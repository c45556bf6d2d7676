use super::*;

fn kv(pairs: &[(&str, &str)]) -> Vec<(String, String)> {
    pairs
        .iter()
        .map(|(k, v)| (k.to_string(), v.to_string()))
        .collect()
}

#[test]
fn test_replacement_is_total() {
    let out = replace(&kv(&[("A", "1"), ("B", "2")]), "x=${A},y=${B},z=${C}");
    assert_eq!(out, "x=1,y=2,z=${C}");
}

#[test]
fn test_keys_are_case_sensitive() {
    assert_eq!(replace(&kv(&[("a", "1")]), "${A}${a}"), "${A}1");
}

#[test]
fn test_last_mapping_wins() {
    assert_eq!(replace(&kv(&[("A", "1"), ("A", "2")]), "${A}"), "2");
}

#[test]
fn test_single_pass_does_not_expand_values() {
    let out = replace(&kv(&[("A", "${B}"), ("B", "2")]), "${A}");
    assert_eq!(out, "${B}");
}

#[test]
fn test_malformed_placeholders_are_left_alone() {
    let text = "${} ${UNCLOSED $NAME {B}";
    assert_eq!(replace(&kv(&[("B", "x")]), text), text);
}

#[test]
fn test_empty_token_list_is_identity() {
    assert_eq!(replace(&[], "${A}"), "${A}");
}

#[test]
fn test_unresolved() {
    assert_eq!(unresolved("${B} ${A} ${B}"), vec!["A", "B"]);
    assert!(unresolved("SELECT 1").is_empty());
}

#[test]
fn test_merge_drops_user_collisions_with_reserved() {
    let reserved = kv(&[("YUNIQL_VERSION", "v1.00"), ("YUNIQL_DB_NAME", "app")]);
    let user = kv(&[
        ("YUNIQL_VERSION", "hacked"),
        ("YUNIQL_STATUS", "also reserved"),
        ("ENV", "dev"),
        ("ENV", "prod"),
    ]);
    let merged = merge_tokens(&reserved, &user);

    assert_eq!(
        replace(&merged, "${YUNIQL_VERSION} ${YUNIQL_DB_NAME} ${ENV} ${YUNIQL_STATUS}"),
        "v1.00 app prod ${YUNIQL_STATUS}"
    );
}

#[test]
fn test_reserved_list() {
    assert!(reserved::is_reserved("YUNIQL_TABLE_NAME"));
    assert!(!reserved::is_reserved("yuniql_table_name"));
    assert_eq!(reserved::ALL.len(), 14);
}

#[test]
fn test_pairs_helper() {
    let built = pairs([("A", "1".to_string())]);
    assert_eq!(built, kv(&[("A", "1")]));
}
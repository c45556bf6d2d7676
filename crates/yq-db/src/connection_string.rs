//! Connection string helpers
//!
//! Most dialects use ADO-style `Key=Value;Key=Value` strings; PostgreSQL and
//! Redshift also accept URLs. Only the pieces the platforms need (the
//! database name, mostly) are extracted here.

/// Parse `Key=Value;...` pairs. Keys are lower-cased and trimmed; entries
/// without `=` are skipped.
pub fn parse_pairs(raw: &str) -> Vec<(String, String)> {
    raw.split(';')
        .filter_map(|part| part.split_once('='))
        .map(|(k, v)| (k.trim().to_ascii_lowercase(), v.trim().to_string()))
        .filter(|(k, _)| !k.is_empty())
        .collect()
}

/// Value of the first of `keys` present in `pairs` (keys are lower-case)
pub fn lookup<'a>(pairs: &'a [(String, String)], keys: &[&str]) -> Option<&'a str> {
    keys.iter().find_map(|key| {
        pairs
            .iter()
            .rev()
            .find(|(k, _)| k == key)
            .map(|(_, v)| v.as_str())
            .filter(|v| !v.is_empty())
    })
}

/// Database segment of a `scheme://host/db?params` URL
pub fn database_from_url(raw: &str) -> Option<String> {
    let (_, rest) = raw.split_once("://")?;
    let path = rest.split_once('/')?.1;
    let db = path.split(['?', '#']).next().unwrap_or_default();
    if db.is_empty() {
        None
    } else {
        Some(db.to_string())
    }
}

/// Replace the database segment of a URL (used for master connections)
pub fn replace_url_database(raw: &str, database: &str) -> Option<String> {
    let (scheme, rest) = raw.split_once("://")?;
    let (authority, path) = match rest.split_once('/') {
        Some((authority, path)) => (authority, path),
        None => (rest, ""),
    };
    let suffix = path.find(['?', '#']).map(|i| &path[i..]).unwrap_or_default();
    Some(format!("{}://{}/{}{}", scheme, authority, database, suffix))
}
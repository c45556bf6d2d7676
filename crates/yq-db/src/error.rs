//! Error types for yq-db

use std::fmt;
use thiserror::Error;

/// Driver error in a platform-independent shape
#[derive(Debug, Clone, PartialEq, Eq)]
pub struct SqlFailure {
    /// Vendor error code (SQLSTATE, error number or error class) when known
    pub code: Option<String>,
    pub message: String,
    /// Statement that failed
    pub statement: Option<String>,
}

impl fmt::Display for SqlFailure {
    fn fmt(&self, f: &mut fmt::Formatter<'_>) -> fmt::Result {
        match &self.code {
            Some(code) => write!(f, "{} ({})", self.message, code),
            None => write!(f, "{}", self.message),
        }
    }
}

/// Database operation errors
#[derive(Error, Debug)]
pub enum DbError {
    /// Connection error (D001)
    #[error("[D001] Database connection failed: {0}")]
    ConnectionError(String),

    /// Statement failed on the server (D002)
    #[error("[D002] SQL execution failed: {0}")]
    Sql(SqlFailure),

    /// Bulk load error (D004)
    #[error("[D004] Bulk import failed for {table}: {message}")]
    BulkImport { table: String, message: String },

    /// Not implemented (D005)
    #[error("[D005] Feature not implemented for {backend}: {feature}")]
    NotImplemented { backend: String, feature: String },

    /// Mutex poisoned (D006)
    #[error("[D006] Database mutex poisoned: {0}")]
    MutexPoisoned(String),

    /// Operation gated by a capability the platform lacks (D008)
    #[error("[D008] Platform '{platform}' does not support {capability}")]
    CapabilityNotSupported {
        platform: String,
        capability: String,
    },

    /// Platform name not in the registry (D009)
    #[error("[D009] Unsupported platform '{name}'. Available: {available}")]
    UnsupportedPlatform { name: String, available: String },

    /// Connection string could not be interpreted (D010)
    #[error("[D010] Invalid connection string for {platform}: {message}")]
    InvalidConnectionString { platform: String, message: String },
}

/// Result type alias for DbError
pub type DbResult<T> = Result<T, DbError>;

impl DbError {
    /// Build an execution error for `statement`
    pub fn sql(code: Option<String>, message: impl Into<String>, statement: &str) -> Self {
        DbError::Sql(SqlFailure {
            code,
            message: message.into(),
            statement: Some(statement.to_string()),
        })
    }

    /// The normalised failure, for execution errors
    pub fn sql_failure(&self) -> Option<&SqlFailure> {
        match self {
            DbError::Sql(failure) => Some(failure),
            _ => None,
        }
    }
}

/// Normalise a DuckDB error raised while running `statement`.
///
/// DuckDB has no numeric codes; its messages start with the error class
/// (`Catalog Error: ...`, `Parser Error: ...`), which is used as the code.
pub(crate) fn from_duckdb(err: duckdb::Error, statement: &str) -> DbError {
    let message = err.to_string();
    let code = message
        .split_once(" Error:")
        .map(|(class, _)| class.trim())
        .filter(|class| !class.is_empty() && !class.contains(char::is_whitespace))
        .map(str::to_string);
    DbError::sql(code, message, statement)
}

======

▶ THE TASK:
Scanning the data above, count the lines in which the string "segment" occurs and state only the count.

▶ RESULT OF THIS EXERCISE:
2